A clear indicator of valve disease can be the detection of a heart murmur via stethoscope exam by a GP, followed by a referral for an echocardiogram for a more accurate diagnosis.
It is important to highlight the issues around heart valve disease because many patients are not aware of its existence or potential impact. A recent survey of more than 12,820 people who are 60 years and older across Europe found that aortic stenosis is one of the heart conditions that people are least familiar with. Only 3.8 per cent of respondents knew what aortic stenosis was or that it is the most common form of heart valve disease. Although awareness increases with age, 30 per cent of respondents over the age of 65 reported knowing nothing about heart valve disease.
Congenital bicuspid valve
What can sometimes be unexpected is the subgroup of younger patients who present with valvular failure due to a congenitally bicuspid aortic valve. These patients have a congenitally abnormal aortic valve, whereby they have only two leaflets instead of the usual three. This happens to 1-to-2 per cent of the population and leads to early degeneration of the aortic valve.

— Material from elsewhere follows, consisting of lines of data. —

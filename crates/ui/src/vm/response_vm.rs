use chrono::{DateTime, Local, Utc};

use api::{ApiError, SubmitReceipt};
use services::{PendingSave, ResponseError, ResponseLoopService, ResponseSession, ResumeOutcome};
use survey_core::SubmitRequest;
use survey_core::model::{
    Answer, InstanceId, OptionId, Participation, ParticipationId, QuestionId, QuestionKind,
};

use crate::views::ViewError;

#[derive(Clone, Debug, PartialEq, Eq)]
pub enum ResponseIntent {
    Next,
    Previous,
    JumpTo(usize),
    Save,
    Submit,
    SetText {
        question: QuestionId,
        content: String,
    },
    Select {
        question: QuestionId,
        option: OptionId,
    },
    Toggle {
        question: QuestionId,
        option: OptionId,
    },
    ClearNotice,
}

#[derive(Clone, Copy, Debug, PartialEq, Eq)]
pub enum StepMove {
    Next,
    Previous,
    To(usize),
}

/// Flash message shown above the form.
#[derive(Clone, Debug, PartialEq, Eq)]
pub struct Notice {
    pub error: ViewError,
    pub detail: Option<String>,
}

impl Notice {
    #[must_use]
    pub fn from_error(err: &ResponseError) -> Self {
        Self {
            error: ViewError::from_response(err),
            detail: err
                .api_error()
                .and_then(ApiError::server_message)
                .map(str::to_owned),
        }
    }

    #[must_use]
    pub fn text(&self) -> String {
        match &self.detail {
            Some(detail) => format!("{} ({detail})", self.error.message()),
            None => self.error.message().to_owned(),
        }
    }

    /// Save failures do not stop the participant; everything else needs attention.
    #[must_use]
    pub fn is_transient(&self) -> bool {
        self.error == ViewError::Save
    }
}

#[derive(Clone, Debug, PartialEq, Eq)]
pub struct OptionVm {
    pub id: OptionId,
    pub label: String,
    pub selected: bool,
}

#[derive(Clone, Debug, PartialEq, Eq)]
pub struct QuestionVm {
    pub id: QuestionId,
    pub number: usize,
    pub content: String,
    pub kind: QuestionKind,
    pub text: String,
    pub options: Vec<OptionVm>,
    pub answered: bool,
    pub read_only: bool,
}

#[derive(Clone, Copy, Debug, PartialEq, Eq)]
pub struct StepMarkerVm {
    pub index: usize,
    pub number: usize,
    pub answered: bool,
    pub current: bool,
}

pub struct ResponseVm {
    session: ResponseSession,
    resumed: ResumeOutcome,
    notice: Option<Notice>,
}

impl ResponseVm {
    #[must_use]
    pub fn new(session: ResponseSession, resumed: ResumeOutcome) -> Self {
        Self {
            session,
            resumed,
            notice: None,
        }
    }

    #[must_use]
    pub fn session(&self) -> &ResponseSession {
        &self.session
    }

    #[must_use]
    pub fn instance_id(&self) -> InstanceId {
        self.session.instance_id()
    }

    #[must_use]
    pub fn title(&self) -> &str {
        &self.session.instance().title
    }

    #[must_use]
    pub fn description(&self) -> &str {
        &self.session.instance().description
    }

    #[must_use]
    pub fn resumed(&self) -> ResumeOutcome {
        self.resumed
    }

    #[must_use]
    pub fn step_label(&self) -> String {
        format!(
            "Question {} of {}",
            self.session.current_step() + 1,
            self.session.total_steps()
        )
    }

    #[must_use]
    #[allow(clippy::cast_possible_truncation, clippy::cast_sign_loss)]
    pub fn progress_percent(&self) -> u32 {
        self.session.progress_percent().round() as u32
    }

    #[must_use]
    pub fn progress_label(&self) -> String {
        let progress = self.session.progress();
        format!("{} of {} answered", progress.answered, progress.total)
    }

    #[must_use]
    pub fn question(&self) -> Option<QuestionVm> {
        let question = self.session.current_question()?;
        let answer = self.session.answer_for(question.id());
        let text = match answer {
            Some(Answer::Text { content }) => content.clone(),
            _ => String::new(),
        };
        let options = question
            .options()
            .iter()
            .map(|option| OptionVm {
                id: option.id,
                label: option.content.clone(),
                selected: answer.is_some_and(|a| a.is_selected(option.id)),
            })
            .collect();

        Some(QuestionVm {
            id: question.id(),
            number: self.session.current_step() + 1,
            content: question.content().to_owned(),
            kind: question.kind(),
            text,
            options,
            answered: answer.is_some_and(Answer::is_answered),
            read_only: self.session.is_completed(),
        })
    }

    #[must_use]
    pub fn markers(&self) -> Vec<StepMarkerVm> {
        let current = self.session.current_step();
        (0..self.session.total_steps())
            .map(|index| StepMarkerVm {
                index,
                number: index + 1,
                answered: self.session.is_question_answered(index),
                current: index == current,
            })
            .collect()
    }

    #[must_use]
    pub fn is_first_step(&self) -> bool {
        self.session.is_first_step()
    }

    #[must_use]
    pub fn is_last_step(&self) -> bool {
        self.session.is_last_step()
    }

    #[must_use]
    pub fn has_unsaved_changes(&self) -> bool {
        self.session.has_unsaved_changes()
    }

    #[must_use]
    pub fn is_saving(&self) -> bool {
        self.session.is_saving()
    }

    /// "Saved hh:mm" in local time, once a partial save went through.
    #[must_use]
    pub fn saved_label(&self) -> Option<String> {
        self.session
            .last_saved_at()
            .map(|at| format!("Saved {}", at.with_timezone(&Local).format("%H:%M")))
    }

    #[must_use]
    pub fn is_submitting(&self) -> bool {
        self.session.is_submitting()
    }

    #[must_use]
    pub fn is_completed(&self) -> bool {
        self.session.is_completed()
    }

    #[must_use]
    pub fn notice(&self) -> Option<&Notice> {
        self.notice.as_ref()
    }

    pub fn clear_notice(&mut self) {
        self.notice = None;
    }

    fn record(&mut self, err: &ResponseError) {
        self.notice = Some(Notice::from_error(err));
    }

    // ─── EDITS ─────────────────────────────────────────────────────────────────

    /// Apply an edit or notice intent. Returns `false` for intents that need the network.
    pub fn apply_local(&mut self, intent: &ResponseIntent) -> bool {
        let result = match intent {
            ResponseIntent::SetText { question, content } => {
                self.session.set_text(*question, content.clone())
            }
            ResponseIntent::Select { question, option } => {
                self.session.select_option(*question, *option)
            }
            ResponseIntent::Toggle { question, option } => {
                self.session.toggle_option(*question, *option)
            }
            ResponseIntent::ClearNotice => {
                self.clear_notice();
                Ok(())
            }
            ResponseIntent::Next
            | ResponseIntent::Previous
            | ResponseIntent::JumpTo(_)
            | ResponseIntent::Save
            | ResponseIntent::Submit => return false,
        };
        if let Err(err) = result {
            self.record(&err);
        }
        true
    }

    // ─── NETWORK STEPS ─────────────────────────────────────────────────────────

    pub fn begin_save(&mut self) -> Option<PendingSave> {
        self.session.begin_save()
    }

    /// Returns the follow-up save to send, if one was queued.
    pub fn finish_save(
        &mut self,
        pending: &PendingSave,
        result: Result<Participation, ApiError>,
        now: DateTime<Utc>,
    ) -> Option<PendingSave> {
        match self.session.finish_save(pending, result, now) {
            Ok(next) => {
                if self.notice.as_ref().is_some_and(Notice::is_transient) {
                    self.notice = None;
                }
                next
            }
            Err(err) => {
                self.record(&err);
                None
            }
        }
    }

    pub fn navigate(&mut self, step: StepMove) -> bool {
        match step {
            StepMove::Next => self.session.next(),
            StepMove::Previous => self.session.previous(),
            StepMove::To(index) => self.session.jump_to(index),
        }
    }

    pub fn begin_submit(&mut self) -> Option<SubmitRequest> {
        match self.session.begin_submit() {
            Ok(request) => {
                self.notice = None;
                Some(request)
            }
            Err(err) => {
                self.record(&err);
                None
            }
        }
    }

    pub fn finish_submit(
        &mut self,
        result: Result<SubmitReceipt, ApiError>,
    ) -> Option<ParticipationId> {
        match self.session.finish_submit(result) {
            Ok(id) => Some(id),
            Err(err) => {
                self.record(&err);
                None
            }
        }
    }
}

/// # Errors
///
/// Returns the `ViewError` matching the load refusal.
pub async fn open_survey(
    responses: &ResponseLoopService,
    instance_id: InstanceId,
) -> Result<ResponseVm, ViewError> {
    let (session, resumed) = responses
        .open(instance_id)
        .await
        .map_err(|err| ViewError::from_response(&err))?;
    Ok(ResponseVm::new(session, resumed))
}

These patients tend to be underdiagnosed and undertreated, possibly because presentation is generally less acute and insidious. For example, recently, I had an extremely fit patient in his early 50s who presented with what was thought to be pneumonia but it was in fact heart failure due to valve failure.

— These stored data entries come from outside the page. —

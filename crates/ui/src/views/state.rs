use dioxus::prelude::*;

use api::ApiError;
use services::ResponseError;

#[derive(Clone, Copy, Debug, PartialEq, Eq)]
pub enum ViewError {
    Load,
    NotFound,
    NotOpen,
    AlreadyCompleted,
    CannotParticipate,
    NoQuestions,
    InvalidAnswer,
    Save,
    Submit,
    Stats,
    Listing,
    Unknown,
}

impl ViewError {
    #[must_use]
    pub fn from_response(err: &ResponseError) -> Self {
        match err {
            ResponseError::Load(ApiError::NotFound) => ViewError::NotFound,
            ResponseError::Load(_) => ViewError::Load,
            ResponseError::NotOpen => ViewError::NotOpen,
            ResponseError::AlreadyCompleted => ViewError::AlreadyCompleted,
            ResponseError::CannotParticipate => ViewError::CannotParticipate,
            ResponseError::NoQuestions => ViewError::NoQuestions,
            ResponseError::UnknownQuestion(_)
            | ResponseError::UnknownOption { .. }
            | ResponseError::AnswerKind(_) => ViewError::InvalidAnswer,
            ResponseError::Save(_) => ViewError::Save,
            ResponseError::NotLastStep
            | ResponseError::SubmitInProgress
            | ResponseError::Submit(_) => ViewError::Submit,
            ResponseError::Stats(_) => ViewError::Stats,
            ResponseError::Listing(_) => ViewError::Listing,
            _ => ViewError::Unknown,
        }
    }

    #[must_use]
    pub fn message(self) -> &'static str {
        match self {
            ViewError::Load => "We couldn't load this survey. Please try again.",
            ViewError::NotFound => "This survey does not exist.",
            ViewError::NotOpen => "This survey is not open for answers.",
            ViewError::AlreadyCompleted => "You have already completed this survey.",
            ViewError::CannotParticipate => "You cannot take part in this survey.",
            ViewError::NoQuestions => "This survey has no questions yet.",
            ViewError::InvalidAnswer => "That answer does not fit this question.",
            ViewError::Save => "Your answers could not be saved. We'll try again on the next step.",
            ViewError::Submit => "Your answers could not be submitted. Please try again.",
            ViewError::Stats => "Results are not available right now.",
            ViewError::Listing => "We couldn't load the open surveys. Please try again.",
            ViewError::Unknown => "Something went wrong. Please try again.",
        }
    }

    /// Load refusals that retrying will not fix.
    #[must_use]
    pub fn is_final(self) -> bool {
        matches!(
            self,
            ViewError::NotFound
                | ViewError::NotOpen
                | ViewError::AlreadyCompleted
                | ViewError::CannotParticipate
                | ViewError::NoQuestions
        )
    }
}

#[derive(Clone, Debug, PartialEq)]
pub enum ViewState<T> {
    Idle,
    Loading,
    Ready(T),
    Error(ViewError),
}

#[must_use]
pub fn view_state_from_resource<T: Clone>(
    resource: &Resource<Result<T, ViewError>>,
) -> ViewState<T> {
    match resource.state().cloned() {
        UseResourceState::Pending => ViewState::Loading,
        UseResourceState::Ready => match resource.value().read().as_ref() {
            Some(Ok(data)) => ViewState::Ready(data.clone()),
            Some(Err(err)) => ViewState::Error(*err),
            None => ViewState::Error(ViewError::Unknown),
        },
        UseResourceState::Paused | UseResourceState::Stopped => ViewState::Idle,
    }
}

When asked about other prior symptoms, the patient noted a decreased capacity to run, reducing regular running distance from 10km to 7km due to exhaustion. Other than that, he didn’t really notice much else. Interestingly, this patient worked in the medical field and still did not attribute his symptoms to a cardiac cause.
Role of the GP
The role of the GP when dealing with valvular disease is many-fold. In the first instance, GPs act as the first port of call for diagnosing valvular disease. Our role as cardiac interventionalists is to determine the severity of the valvular disease and decide upon the correct treatment plan. For this, we work in close collaboration with our cardiology colleagues to ensure the most up-to-date and appropriate treatment is delivered to each individual patient. Another significant role that GPs play in the management of heart valve disease is to act as a patient advocate, alleviating the fear and worries of the patient. In Ireland, GPs are highly respected and are trusted implicitly by their patients. Therefore, the understanding and awareness that GPs have of the available armamentarium of treatment is of the utmost importance. GPs have the ability to educate and indeed, comfort patients and their role must not be underestimated.
Case report 1
A 56-year-old female patient presented to her GP with suspected flu. She was brought as an emergency by ambulance and admitted to hospital immediately. Subsequent investigation diagnosed bacterial endocarditis involving both the aortic and mitral valves. Replacement of the mitral and aortic valve was performed within 48 hours of admission by the cardiac surgical team.
The patient recovered well from her surgery. However, due to the need for prolonged antibiotic therapy, the patient spent a total of 10 weeks in the hospital postoperatively. She is now well and thriving.
Case report 2
A 68-year-old male patient who worked in the hospital setting was diagnosed with mild aortic valve disease following routine investigations. He then became symptomatic a few years later and subsequent investigation revealed his aortic valve disease had become severe in nature. This prompted surgical aortic valve replacement. The patient’s surgery was uneventful. He spent one week in hospital postoperatively and six weeks recovering, with no further incidents. He is currently well and enjoying life.
The patient was empowered to seek treatment and as a result of this, he has had a good result. If he had not been as proactive or had postponed seeking help and ignored his symptoms, his life expectancy would have been significantly reduced. It is of utmost importance that patients take that first crucial step and talk to their GP. Early intervention is a key component to successful treatment of heart valve disease.